Marcus Antonius Wesselmann

Kammermusikwerke II (Dezett, Undezett, Duodezett, The Light Will Go On)

Frank Ollu, Ensemble Modern

NEOS/harmonia mundi NEOS 11609
(75 Min., 2008, 2009, 2015)

 

Ingo Schulze

Die Abflussrohre spuckten ihre Eisblöcke wie abgelutschte Bonbons auf den Gehsteig

Ensemble Modern, Hermann Kretzschmar, Judith Engel, Sylvester Groth, Thomas Thieme

Ensemble Modern/Edel 1064034ENM
(77 Min., 2016)

 

Mit zwei gänzlich unterschiedlichen CD-Produktionen unterstreicht das Frankfurter Ensemble Modern einmal mehr seinen Ruf als eines der besten, scheuklappenlosen Neue Musik-Kollektive. Denn sowohl die musikliterarische Zusammenarbeit mit Schriftsteller Ingo Schulze sowie ein weiteres Klangporträt vom in Köln lebenden Komponisten Marcus Antonius Wesselmann besitzen nicht nur hohen Überraschungs- und nicht selten auch Unterhaltungswert. Beide Projekte stehen für ein sich ständig erneuerndes Bild von den Möglichkeiten der jüngeren und jüngsten Moderne. Die Spezialität von dem gebürtigen Gelsenkirchener Wesselmann ist ein prozessuales Klangdenken, das sich vorrangig aus der Minimal Music und ihrer repetitiven Muster speist. Nichts wäre aber langweiliger als ein weiterer Abklatsch soghafter Abläufe, wie sie etwa Minimal Music-Gurus wie Philip Glass und Michael Nyman zuhauf geboten haben. Auch Wesselmanns jetzt eingespielten Ensemblewerke, die zumeist nach ihren Besetzungsstärken wie „Dezett“ mit seinen zehn Instrumentalisten benannt sind, besitzen vielmehr eine Komplexität im dreidimensional Strukturellen. Nicht nur zeichnen sich in den Werken aus dem Zeitraum 2000 („Undezett“) - 2013 („The Light Will Go On“) Infusionen aus dem avancierten Bigband-Jazz ab.
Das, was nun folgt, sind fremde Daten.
//! # Formula Registry
//!
//! Every quantity the engine produces is tagged with the [`Formula`] it was
//! derived with. The registry carries the human-readable formula and its
//! source so a reviewer can check a BOQ line against paper-based estimation
//! practice.
//!
//! ## Usage
//!
//! ```rust
//! use takeoff_core::formulas::Formula;
//!
//! let meta = Formula::AverageEndArea.metadata();
//! assert_eq!(meta.formula_plain, "V = Σ ((A1 + A2) / 2) × L");
//! ```

use serde::{Deserialize, Serialize};

/// Grouping used when rendering the registry.
#[derive(Debug, Clone, Copy, PartialEq, Eq, Hash, PartialOrd, Ord, Serialize, Deserialize)]
pub enum FormulaCategory {
    Geometry,
    Finishes,
    Earthwork,
    Structural,
}

impl FormulaCategory {
    pub fn display_name(&self) -> &'static str {
        match self {
            FormulaCategory::Geometry => "Geometry",
            FormulaCategory::Finishes => "Finishes",
            FormulaCategory::Earthwork => "Earthwork",
            FormulaCategory::Structural => "Structural Elements",
        }
    }
}

/// Metadata for one formula.
#[derive(Debug, Clone)]
pub struct FormulaMetadata {
    pub name: &'static str,
    pub description: &'static str,
    pub formula_plain: &'static str,
    pub reference: &'static str,
    pub category: FormulaCategory,
}

/// All formulas used by the engine.
#[derive(Debug, Clone, Copy, PartialEq, Eq, Hash, PartialOrd, Ord, Serialize, Deserialize)]
pub enum Formula {
    // -------------------------------------------------------------------------
    // Geometry
    // -------------------------------------------------------------------------
    /// A = w × l, P = 2(w + l)
    GridRectangle,
    /// A = |Σ(x_i·y_{i+1} − x_{i+1}·y_i)| / 2
    ShoelaceArea,
    /// P = Σ |p_{i+1} − p_i|
    PolygonPerimeter,
    /// A = w × h × n
    OpeningArea,
    /// A = L × H, total = A × sides
    WallGrossArea,

    // -------------------------------------------------------------------------
    // Finishes
    // -------------------------------------------------------------------------
    /// Q = A × (1 + waste)
    FloorFinish,
    /// Q = A × (1 + waste), 0 when open to below
    CeilingFinish,
    /// Q = max(0, P × H − D) × (1 + waste)
    PerimeterWallFinish,
    /// Q = max(0, L × H × S − D) × (1 + waste)
    WallSurfaceFinish,

    // -------------------------------------------------------------------------
    // Earthwork
    // -------------------------------------------------------------------------
    /// V = Σ ((A1 + A2)/2) × L
    AverageEndArea,
    /// V = (L/6)(A1 + 4Am + A2)
    Prismoidal,
    /// V = L × W × D
    RectangularPit,
    /// V = L × ((Wt + Wb)/2) × D
    SlopedTrench,
    /// V = V_avg × compaction
    Embankment,
    /// k = 1 / cos θ
    SlopeCorrection,

    // -------------------------------------------------------------------------
    // Structural elements
    // -------------------------------------------------------------------------
    /// V = b × d × L (and analogues)
    ConcreteVolume,
    /// Contact area of forms against concrete
    FormworkContactArea,
    /// W = Σ n × L × d²/162
    RebarWeight,
}

pub const ALL_FORMULAS: &[Formula] = &[
    Formula::GridRectangle,
    Formula::ShoelaceArea,
    Formula::PolygonPerimeter,
    Formula::OpeningArea,
    Formula::WallGrossArea,
    Formula::FloorFinish,
    Formula::CeilingFinish,
    Formula::PerimeterWallFinish,
    Formula::WallSurfaceFinish,
    Formula::AverageEndArea,
    Formula::Prismoidal,
    Formula::RectangularPit,
    Formula::SlopedTrench,
    Formula::Embankment,
    Formula::SlopeCorrection,
    Formula::ConcreteVolume,
    Formula::FormworkContactArea,
    Formula::RebarWeight,
];

impl Formula {
    pub fn metadata(&self) -> FormulaMetadata {
        use FormulaCategory::*;
        let (name, description, formula_plain, reference, category) = match self {
            Formula::GridRectangle => (
                "Grid Rectangle Area and Perimeter",
                "Space bounded by two grid lines on each axis",
                "A = w × l, P = 2 × (w + l)",
                "Plane geometry",
                Geometry,
            ),
            Formula::ShoelaceArea => (
                "Shoelace Polygon Area",
                "Area of a simple polygon from its ordered vertices",
                "A = |Σ (x_i × y_(i+1) − x_(i+1) × y_i)| / 2",
                "Gauss area formula",
                Geometry,
            ),
            Formula::PolygonPerimeter => (
                "Polygon Perimeter",
                "Sum of edge lengths over the closed ring",
                "P = Σ √((x_(i+1) − x_i)² + (y_(i+1) − y_i)²)",
                "Plane geometry",
                Geometry,
            ),
            Formula::OpeningArea => (
                "Opening Area",
                "Area of punched openings of one size",
                "A = w × h × n",
                "Plane geometry",
                Geometry,
            ),
            Formula::WallGrossArea => (
                "Wall Gross Area",
                "Wall face area from grid span and storey height",
                "A = L × H, A_total = A × S",
                "Plane geometry",
                Geometry,
            ),
            Formula::FloorFinish => (
                "Floor Finish Quantity",
                "Floor area with waste allowance",
                "Q = A × (1 + waste)",
                "Standard quantity takeoff practice",
                Finishes,
            ),
            Formula::CeilingFinish => (
                "Ceiling Finish Quantity",
                "Ceiling area with waste allowance; zero over voids open to below",
                "Q = A × (1 + waste)",
                "Standard quantity takeoff practice",
                Finishes,
            ),
            Formula::PerimeterWallFinish => (
                "Wall Finish Quantity (Space Perimeter)",
                "Perimeter-based wall area less qualifying openings, with waste",
                "Q = max(0, P × H − D) × (1 + waste)",
                "Standard quantity takeoff practice",
                Finishes,
            ),
            Formula::WallSurfaceFinish => (
                "Wall Finish Quantity (Wall Surface)",
                "Modeled wall surface area less qualifying openings, with waste",
                "Q = max(0, L × H × S − D) × (1 + waste)",
                "Standard quantity takeoff practice",
                Finishes,
            ),
            Formula::AverageEndArea => (
                "Average End Area Method",
                "Earthwork volume between consecutive cross-sections",
                "V = Σ ((A1 + A2) / 2) × L",
                "DPWH Standard Specifications, Item 102/104 measurement",
                Earthwork,
            ),
            Formula::Prismoidal => (
                "Prismoidal Formula",
                "Simpson's rule over groups of three stations",
                "V = (L / 6) × (A1 + 4 × Am + A2)",
                "Route surveying practice",
                Earthwork,
            ),
            Formula::RectangularPit => (
                "Rectangular Excavation",
                "Vertical-sided pit",
                "V = L × W × D",
                "Solid geometry",
                Earthwork,
            ),
            Formula::SlopedTrench => (
                "Trench Excavation",
                "Trench with optional side slopes (horizontal : vertical)",
                "Wt = Wb + 2 × D × s, V = L × ((Wt + Wb) / 2) × D",
                "Solid geometry",
                Earthwork,
            ),
            Formula::Embankment => (
                "Embankment Volume",
                "Average end area volume adjusted for compaction",
                "V = V_avg × c",
                "DPWH Standard Specifications, Item 104 measurement",
                Earthwork,
            ),
            Formula::SlopeCorrection => (
                "Slope Correction Factor",
                "Multiplier for quantities measured on sloping terrain",
                "k = 1 / cos θ",
                "Trigonometry",
                Earthwork,
            ),
            Formula::ConcreteVolume => (
                "Concrete Volume",
                "Gross volume of a cast-in-place element",
                "V = b × d × L",
                "DPWH Standard Specifications, Item 900 measurement",
                Structural,
            ),
            Formula::FormworkContactArea => (
                "Formwork Contact Area",
                "Form surface in contact with concrete",
                "beam: (2d + b) × L, column: 2(b + d) × H, slab: A, footing: 2(l + w) × d",
                "DPWH Standard Specifications, Item 903 measurement",
                Structural,
            ),
            Formula::RebarWeight => (
                "Reinforcing Steel Weight",
                "Bar length times unit mass",
                "W = Σ n × L × d² / 162",
                "Unit mass of steel bars, 7850 kg/m³",
                Structural,
            ),
        };
        FormulaMetadata {
            name,
            description,
            formula_plain,
            reference,
            category,
        }
    }
}

/// Render the registry as markdown, grouped by category.
pub fn generate_formulas_markdown() -> String {
    let mut out = String::from("# Takeoff Formula Reference\n");
    let mut categories: Vec<FormulaCategory> = ALL_FORMULAS.iter().map(|f| f.metadata().category).collect();
    categories.dedup();

    for category in categories {
        out.push_str(&format!("\n## {}\n", category.display_name()));
        for formula in ALL_FORMULAS.iter().filter(|f| f.metadata().category == category) {
            let meta = formula.metadata();
            out.push_str(&format!(
                "\n### {}\n\n{}\n\n```text\n{}\n```\n\nReference: {}\n",
                meta.name, meta.description, meta.formula_plain, meta.reference
            ));
        }
    }
    out
}

#[cfg(test)]
mod tests {
    use super::*;

    #[test]
    fn test_every_formula_has_metadata() {
        for formula in ALL_FORMULAS {
            let meta = formula.metadata();
            assert!(!meta.name.is_empty());
            assert!(!meta.formula_plain.is_empty());
        }
    }

    #[test]
    fn test_markdown_groups_by_category() {
        let md = generate_formulas_markdown();
        assert!(md.contains("## Geometry"));
        assert!(md.contains("## Earthwork"));
        assert!(md.contains("### Prismoidal Formula"));
        assert!(md.find("## Geometry").unwrap() < md.find("## Finishes").unwrap());
    }
}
Bisweilen kommt es zu rhythmischen und melodiösen Verschachtelungen und Verläufen, die erstaunlich an Hanns Eisler, aber auch an Franz Zappa und damit an zwei Komponisten erinnern, mit denen sich das Ensemble Modern in seiner Geschichte bereits intensiv beschäftigt hat.
Mit „Die Abflussrohre spuckten ihre Eisblöcke wie abgelutschte Bonbons auf den Gehsteig“ legt das Ensemble Modern dagegen erstmals eine Hörspielproduktion vor. Wobei der Ensemble-Pianist und Regisseur Hermann Kretzschmar auf diesem Gebiet über eine langjährige Erfahrung verfügt. Ausgewählt wurden dafür und in Zusammenarbeit mit Ingo Schulze Texte aus seinen Prosabänden wie „33 Augenblicke des Glücks“, die sich um Begegnungen, Erinnerungen, Sehnsüchte von Menschen in Berlin, Rom oder St. Petersburg drehen. Passend zu den jetzt von drei bekannten Schauspielern eingesprochenen Passagen hat Kretzschmar Kammermusikwerke aus dem 20. Jahrhundert ausgewählt – darunter ein „Perpetuum mobile“ von Erwin Schulhoff, eine „Music For Carillon“ von John Cage sowie eine Toccata von Hans Werner Henze. Und im Dialog mit Schulzes Texten scheinen diese kleinen Musikstücke plötzlich wie exklusiv für sie geschrieben.